=== PROBLEM TO WORK ON ===
Using the listing below, copy every line that mentions "Option".

=== MATERIAL PROVIDED ===

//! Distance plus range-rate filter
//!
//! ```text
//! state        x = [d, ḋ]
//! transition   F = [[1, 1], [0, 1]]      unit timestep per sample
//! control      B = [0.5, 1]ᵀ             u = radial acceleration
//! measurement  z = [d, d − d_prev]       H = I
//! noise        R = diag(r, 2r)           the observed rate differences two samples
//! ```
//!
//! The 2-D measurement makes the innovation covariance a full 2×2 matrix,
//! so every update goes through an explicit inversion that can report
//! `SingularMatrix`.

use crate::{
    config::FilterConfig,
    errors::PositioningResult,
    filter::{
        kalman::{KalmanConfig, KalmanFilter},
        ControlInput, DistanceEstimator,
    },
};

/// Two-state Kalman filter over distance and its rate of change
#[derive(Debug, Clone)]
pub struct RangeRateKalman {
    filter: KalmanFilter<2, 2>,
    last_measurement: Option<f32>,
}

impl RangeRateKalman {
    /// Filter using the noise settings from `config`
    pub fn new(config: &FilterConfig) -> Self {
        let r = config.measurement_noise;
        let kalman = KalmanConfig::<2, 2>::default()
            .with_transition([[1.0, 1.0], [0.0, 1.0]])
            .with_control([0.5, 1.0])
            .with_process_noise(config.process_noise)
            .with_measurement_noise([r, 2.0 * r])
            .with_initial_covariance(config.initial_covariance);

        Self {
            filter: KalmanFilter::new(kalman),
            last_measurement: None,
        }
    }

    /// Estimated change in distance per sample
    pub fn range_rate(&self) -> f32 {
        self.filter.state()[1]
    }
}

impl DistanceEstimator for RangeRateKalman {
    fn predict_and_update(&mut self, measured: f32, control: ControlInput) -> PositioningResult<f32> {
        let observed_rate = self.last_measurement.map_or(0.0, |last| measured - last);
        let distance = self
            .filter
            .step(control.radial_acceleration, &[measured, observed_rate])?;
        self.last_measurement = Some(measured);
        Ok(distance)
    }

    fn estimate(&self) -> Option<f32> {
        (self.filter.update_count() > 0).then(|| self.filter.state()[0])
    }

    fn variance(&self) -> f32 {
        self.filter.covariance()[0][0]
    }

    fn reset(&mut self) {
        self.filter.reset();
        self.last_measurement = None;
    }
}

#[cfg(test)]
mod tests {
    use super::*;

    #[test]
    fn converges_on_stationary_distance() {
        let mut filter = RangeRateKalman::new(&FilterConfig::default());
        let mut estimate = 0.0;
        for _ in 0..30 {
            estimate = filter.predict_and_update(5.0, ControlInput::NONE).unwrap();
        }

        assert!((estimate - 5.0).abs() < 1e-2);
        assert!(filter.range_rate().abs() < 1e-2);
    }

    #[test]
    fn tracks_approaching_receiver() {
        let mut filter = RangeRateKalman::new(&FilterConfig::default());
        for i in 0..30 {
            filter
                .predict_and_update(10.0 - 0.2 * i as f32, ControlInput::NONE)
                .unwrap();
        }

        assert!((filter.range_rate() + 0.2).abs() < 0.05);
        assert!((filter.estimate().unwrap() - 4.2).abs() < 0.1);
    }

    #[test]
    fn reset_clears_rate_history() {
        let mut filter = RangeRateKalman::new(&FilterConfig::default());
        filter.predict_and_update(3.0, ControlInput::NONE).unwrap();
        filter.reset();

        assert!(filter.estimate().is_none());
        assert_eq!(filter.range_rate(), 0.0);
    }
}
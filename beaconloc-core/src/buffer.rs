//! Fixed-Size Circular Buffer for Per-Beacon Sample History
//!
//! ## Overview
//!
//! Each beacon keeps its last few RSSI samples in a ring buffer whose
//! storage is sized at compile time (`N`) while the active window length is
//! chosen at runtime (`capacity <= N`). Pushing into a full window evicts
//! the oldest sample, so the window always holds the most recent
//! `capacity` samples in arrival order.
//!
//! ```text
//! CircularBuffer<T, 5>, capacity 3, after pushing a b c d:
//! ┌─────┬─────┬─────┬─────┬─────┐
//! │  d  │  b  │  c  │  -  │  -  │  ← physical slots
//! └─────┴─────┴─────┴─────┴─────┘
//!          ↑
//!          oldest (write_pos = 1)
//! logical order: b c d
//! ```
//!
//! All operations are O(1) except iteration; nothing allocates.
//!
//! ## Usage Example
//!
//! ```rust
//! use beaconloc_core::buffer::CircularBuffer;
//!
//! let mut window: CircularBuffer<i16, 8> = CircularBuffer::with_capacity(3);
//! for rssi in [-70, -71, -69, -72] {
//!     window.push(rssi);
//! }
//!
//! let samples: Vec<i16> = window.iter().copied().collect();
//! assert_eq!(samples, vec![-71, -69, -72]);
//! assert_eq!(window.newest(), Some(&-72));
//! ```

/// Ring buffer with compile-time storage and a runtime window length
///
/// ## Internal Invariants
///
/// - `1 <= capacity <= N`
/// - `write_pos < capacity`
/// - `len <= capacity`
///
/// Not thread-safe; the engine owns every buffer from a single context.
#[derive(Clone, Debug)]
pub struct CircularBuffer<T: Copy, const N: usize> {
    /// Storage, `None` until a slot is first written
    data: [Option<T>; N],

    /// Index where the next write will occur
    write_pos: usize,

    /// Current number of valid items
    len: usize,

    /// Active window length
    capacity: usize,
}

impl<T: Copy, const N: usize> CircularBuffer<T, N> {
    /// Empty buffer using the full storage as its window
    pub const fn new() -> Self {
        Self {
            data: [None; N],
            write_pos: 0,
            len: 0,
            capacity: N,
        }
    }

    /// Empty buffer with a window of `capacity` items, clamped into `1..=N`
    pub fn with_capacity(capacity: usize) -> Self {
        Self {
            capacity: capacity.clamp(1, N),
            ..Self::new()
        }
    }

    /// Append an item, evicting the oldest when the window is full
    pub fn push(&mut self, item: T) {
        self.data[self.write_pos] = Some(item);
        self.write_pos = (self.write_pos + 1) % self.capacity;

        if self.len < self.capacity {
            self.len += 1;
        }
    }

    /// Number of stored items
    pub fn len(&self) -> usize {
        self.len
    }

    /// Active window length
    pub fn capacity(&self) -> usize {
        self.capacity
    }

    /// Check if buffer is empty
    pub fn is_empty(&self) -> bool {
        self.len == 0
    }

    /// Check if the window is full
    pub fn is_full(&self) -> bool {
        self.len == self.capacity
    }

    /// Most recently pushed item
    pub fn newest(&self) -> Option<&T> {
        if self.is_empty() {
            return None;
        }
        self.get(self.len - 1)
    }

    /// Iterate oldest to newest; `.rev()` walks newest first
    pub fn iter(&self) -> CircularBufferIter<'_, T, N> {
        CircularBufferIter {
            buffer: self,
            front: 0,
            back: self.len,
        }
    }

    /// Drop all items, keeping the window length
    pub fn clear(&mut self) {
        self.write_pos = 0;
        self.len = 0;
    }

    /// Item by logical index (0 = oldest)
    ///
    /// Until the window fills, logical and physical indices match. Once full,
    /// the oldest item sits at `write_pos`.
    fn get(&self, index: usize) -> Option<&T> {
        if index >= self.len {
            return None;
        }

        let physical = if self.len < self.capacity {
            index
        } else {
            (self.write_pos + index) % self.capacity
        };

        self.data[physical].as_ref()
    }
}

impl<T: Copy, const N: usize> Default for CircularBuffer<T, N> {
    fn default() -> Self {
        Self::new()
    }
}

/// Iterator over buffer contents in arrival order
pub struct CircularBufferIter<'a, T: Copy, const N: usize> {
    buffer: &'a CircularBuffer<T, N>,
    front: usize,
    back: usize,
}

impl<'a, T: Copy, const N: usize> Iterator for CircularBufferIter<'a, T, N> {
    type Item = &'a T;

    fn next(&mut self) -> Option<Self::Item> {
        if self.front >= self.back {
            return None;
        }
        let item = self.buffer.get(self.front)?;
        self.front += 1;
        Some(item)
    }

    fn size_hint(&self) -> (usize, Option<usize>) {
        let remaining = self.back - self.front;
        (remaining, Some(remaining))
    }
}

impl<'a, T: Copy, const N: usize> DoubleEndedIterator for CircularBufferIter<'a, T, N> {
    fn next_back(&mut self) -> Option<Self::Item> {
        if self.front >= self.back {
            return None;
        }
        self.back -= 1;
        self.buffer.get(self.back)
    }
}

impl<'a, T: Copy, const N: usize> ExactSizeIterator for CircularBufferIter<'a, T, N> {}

=== RESULT OF THE TASK ===
    last_measurement: Option<f32>,
    fn estimate(&self) -> Option<f32> {
    data: [Option<T>; N],
    pub fn newest(&self) -> Option<&T> {
    fn get(&self, index: usize) -> Option<&T> {
    fn next(&mut self) -> Option<Self::Item> {
    fn size_hint(&self) -> (usize, Option<usize>) {
    fn next_back(&mut self) -> Option<Self::Item> {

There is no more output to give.